Kind of a cool idea: a recorder that allows you to pin back later audio onto an earlier part of a recording. You, an interviewer, are recording an interview, and you hear the interviewee say something interesting about XXX. You hit a button on your audio recorder, the interview goes on to YYY and ZZZ, and then you say, "Can you say a little more about XXX?" You hit the button again and the interviewee expands on XXX. You hit another button. On the first button press, a pin is attached at the point where the interviewee mentioned XXX, when you press the button again a thread is attached to the pin with the audio from that point attached. When you press the other button, the thread is cut. The linear track of audio as spoken is preserved the whole way, but now there's another track where you can attach a single excerpt from later parts in the track to earlier parts.

There are, of course, limitations to the method.

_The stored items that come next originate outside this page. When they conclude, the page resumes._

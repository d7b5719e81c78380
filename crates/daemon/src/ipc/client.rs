//! Control client for talking to a running daemon via Unix Domain Sockets.
//!
//! The server answers exactly one request per connection, so the client
//! opens a fresh connection for every command.

use std::io;
use std::path::{Path, PathBuf};
use std::time::Duration;

use protocol::{decode_payload, encode_frame, Command, ControlRequest, ControlResponse};
use tokio::io::AsyncWriteExt;
use tokio::net::UnixStream;

use super::server::{read_frame, ControlError};

/// Default timeout for client operations in seconds.
const DEFAULT_TIMEOUT_SECS: u64 = 5;

/// A client for the daemon control channel.
#[derive(Debug, Clone)]
pub struct ControlClient {
    path: PathBuf,
    timeout: Duration,
}

impl ControlClient {
    /// Create a client for the socket at `path`.
    pub fn new(path: impl AsRef<Path>) -> Self {
        Self {
            path: path.as_ref().to_path_buf(),
            timeout: Duration::from_secs(DEFAULT_TIMEOUT_SECS),
        }
    }

    /// Set the timeout covering connect, send and receive.
    pub fn with_timeout(mut self, timeout: Duration) -> Self {
        self.timeout = timeout;
        self
    }

    /// Path of the control socket.
    pub fn path(&self) -> &Path {
        &self.path
    }

    /// Send a request and return the raw response, successful or not.
    pub async fn run_command(&self, request: &ControlRequest) -> Result<ControlResponse, ControlError> {
        tokio::time::timeout(self.timeout, self.exchange(request))
            .await
            .map_err(|_| {
                ControlError::Io(io::Error::new(io::ErrorKind::TimedOut, "operation timed out"))
            })?
    }

    /// Send a known command; a `success: false` reply becomes an error.
    pub async fn send(&self, command: Command) -> Result<ControlResponse, ControlError> {
        let response = self.run_command(&ControlRequest::new(command)).await?;
        if !response.success {
            let msg = response.msg.unwrap_or_else(|| format!("{} failed", command));
            return Err(ControlError::CommandFailed(msg));
        }
        Ok(response)
    }

    /// Enable the FTP service.
    pub async fn enable_ftp(&self) -> Result<(), ControlError> {
        self.send(Command::EnableFtp).await.map(|_| ())
    }

    /// Disable the FTP service.
    pub async fn disable_ftp(&self) -> Result<(), ControlError> {
        self.send(Command::DisableFtp).await.map(|_| ())
    }

    /// Whether the FTP service is enabled and running.
    pub async fn status_ftp(&self) -> Result<bool, ControlError> {
        let response = self.send(Command::StatusFtp).await?;
        Ok(response.status.unwrap_or(false))
    }

    async fn exchange(&self, request: &ControlRequest) -> Result<ControlResponse, ControlError> {
        let mut stream = UnixStream::connect(&self.path).await?;

        let frame = encode_frame(request)?;
        stream.write_all(&frame).await?;
        stream.flush().await?;

        let reply = read_frame(&mut stream).await?;
        decode_payload(&reply).map_err(|e| ControlError::Malformed(e.to_string()))
    }
}
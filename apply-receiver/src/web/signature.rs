//! `X-Signature-256` verification.
//!
//! Callers sign the exact request body with HMAC-SHA256 and send
//! `X-Signature-256: sha256=<hex digest>`, the same scheme GitHub uses for
//! webhook deliveries.

use hmac::{Hmac, Mac};
use sha2::Sha256;
use thiserror::Error;
use tracing::warn;

use crate::config::SigningSecret;

type HmacSha256 = Hmac<Sha256>;

/// Name of the request header carrying the signature.
pub const SIGNATURE_HEADER: &str = "X-Signature-256";

const SIGNATURE_PREFIX: &str = "sha256=";

/// Length of a hex-encoded SHA-256 digest.
const HEX_DIGEST_LEN: usize = 64;

/// Why a request failed authentication.
///
/// All variants map to the same 401 response; the distinction only shows up
/// in logs through [`AuthFailure::reason`].
#[derive(Debug, Clone, Copy, Error, PartialEq, Eq)]
pub enum AuthFailure {
    #[error("missing or malformed X-Signature-256 header")]
    MissingOrMalformedHeader,

    #[error("X-Signature-256 is not a 64 character hex digest")]
    InvalidHexDigest,

    #[error("signature digest mismatch")]
    DigestMismatch,
}

impl AuthFailure {
    /// Stable reason code for structured logs.
    pub fn reason(&self) -> &'static str {
        match self {
            Self::MissingOrMalformedHeader => "missing_or_malformed_header",
            Self::InvalidHexDigest => "invalid_hex_digest",
            Self::DigestMismatch => "digest_mismatch",
        }
    }
}

/// Verifies request bodies against a fixed signing secret.
#[derive(Debug, Clone)]
pub struct SignatureVerifier {
    secret: SigningSecret,
}

impl SignatureVerifier {
    pub fn new(secret: SigningSecret) -> Self {
        Self { secret }
    }

    /// Check `header` against `HMAC-SHA256(secret, body)`.
    ///
    /// `body` must be the bytes exactly as received on the wire.
    pub fn verify(&self, body: &[u8], header: Option<&str>) -> Result<(), AuthFailure> {
        let hex_digest = header
            .and_then(|h| h.strip_prefix(SIGNATURE_PREFIX))
            .ok_or(AuthFailure::MissingOrMalformedHeader)?
            .trim()
            .to_ascii_lowercase();

        let expected = decode_digest(&hex_digest)?;

        // verify_slice compares in constant time
        self.mac_for(body)
            .verify_slice(&expected)
            .map_err(|_| AuthFailure::DigestMismatch)
    }

    /// Produce the header value a caller would send for `body`.
    pub fn sign(&self, body: &[u8]) -> String {
        let digest = self.mac_for(body).finalize().into_bytes();
        format!("{}{}", SIGNATURE_PREFIX, hex::encode(digest))
    }

    fn mac_for(&self, body: &[u8]) -> HmacSha256 {
        let mut mac = HmacSha256::new_from_slice(self.secret.as_bytes())
            .unwrap_or_else(|_| unreachable!("HMAC-SHA256 accepts keys of any length"));
        mac.update(body);
        mac
    }
}

/// Decode a lower-case hex digest into the 32 raw digest bytes.
fn decode_digest(hex_digest: &str) -> Result<[u8; 32], AuthFailure> {
    let well_formed = hex_digest.len() == HEX_DIGEST_LEN
        && hex_digest
            .bytes()
            .all(|b| b.is_ascii_digit() || (b'a'..=b'f').contains(&b));
    if !well_formed {
        warn!(digest_length = hex_digest.len(), "signature_invalid_hex");
        return Err(AuthFailure::InvalidHexDigest);
    }

    let mut digest = [0u8; 32];
    hex::decode_to_slice(hex_digest, &mut digest).map_err(|_| AuthFailure::InvalidHexDigest)?;
    Ok(digest)
}
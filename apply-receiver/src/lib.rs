//! Apply Receiver - signed webhook receiver for job-application submissions.
//!
//! Callers POST a JSON submission signed with HMAC-SHA256 over the raw body
//! (`X-Signature-256: sha256=<hex>`). Accepted submissions get back an opaque
//! receipt; nothing is persisted.
//!
//! ## Architecture
//!
//! ```text
//! POST → capture_body (RawBody) → SignatureVerifier → ApplySubmission → Receipt
//! ```

pub mod config;
pub mod error;
pub mod receipt;
pub mod schema;
pub mod web;

// Re-export commonly used types
pub use config::{Config, ConfigError, SigningSecret};
pub use error::ApiError;
pub use receipt::Receipt;
pub use schema::ApplySubmission;
pub use web::{router, AppState, AuthFailure, SignatureVerifier};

You can't attach a thread to either YYY or ZZZ with only the two buttons. You may be able to return to XXX depending on how we set the semantics of that first button, but it makes much more sense for that button to do the same thing as before by either pinning to one of the second-track threads in a sort-of skewed tree:

-------------
   `---------
       `-----
          `--
or to re-pin on the base track (p means pin):
--------p----
   `---------
Maybe it would be better to have a three-button system to set multiple pins with the first button, a second button to attach the thread to the earliest pin, and a third button to cut the current pin.

I'm focusing on a simple button system which can be managed more or less without thinking about what thread you're on since I think that, when I talk, my model of the conversation has this sort of folding linearity that matches with this system. Obviously, a full tablet computer with a display of these threads would allow for great flexibility, but wouldn't that display get in the way of engaging with the interviewee, the focus of your activity? There's also much more applicability for the simple thing than the complicated pretty thing that's all about itself and not about the thing that you're doing with the thing. I might permit a dial of sorts that allows you to move between pins more freely.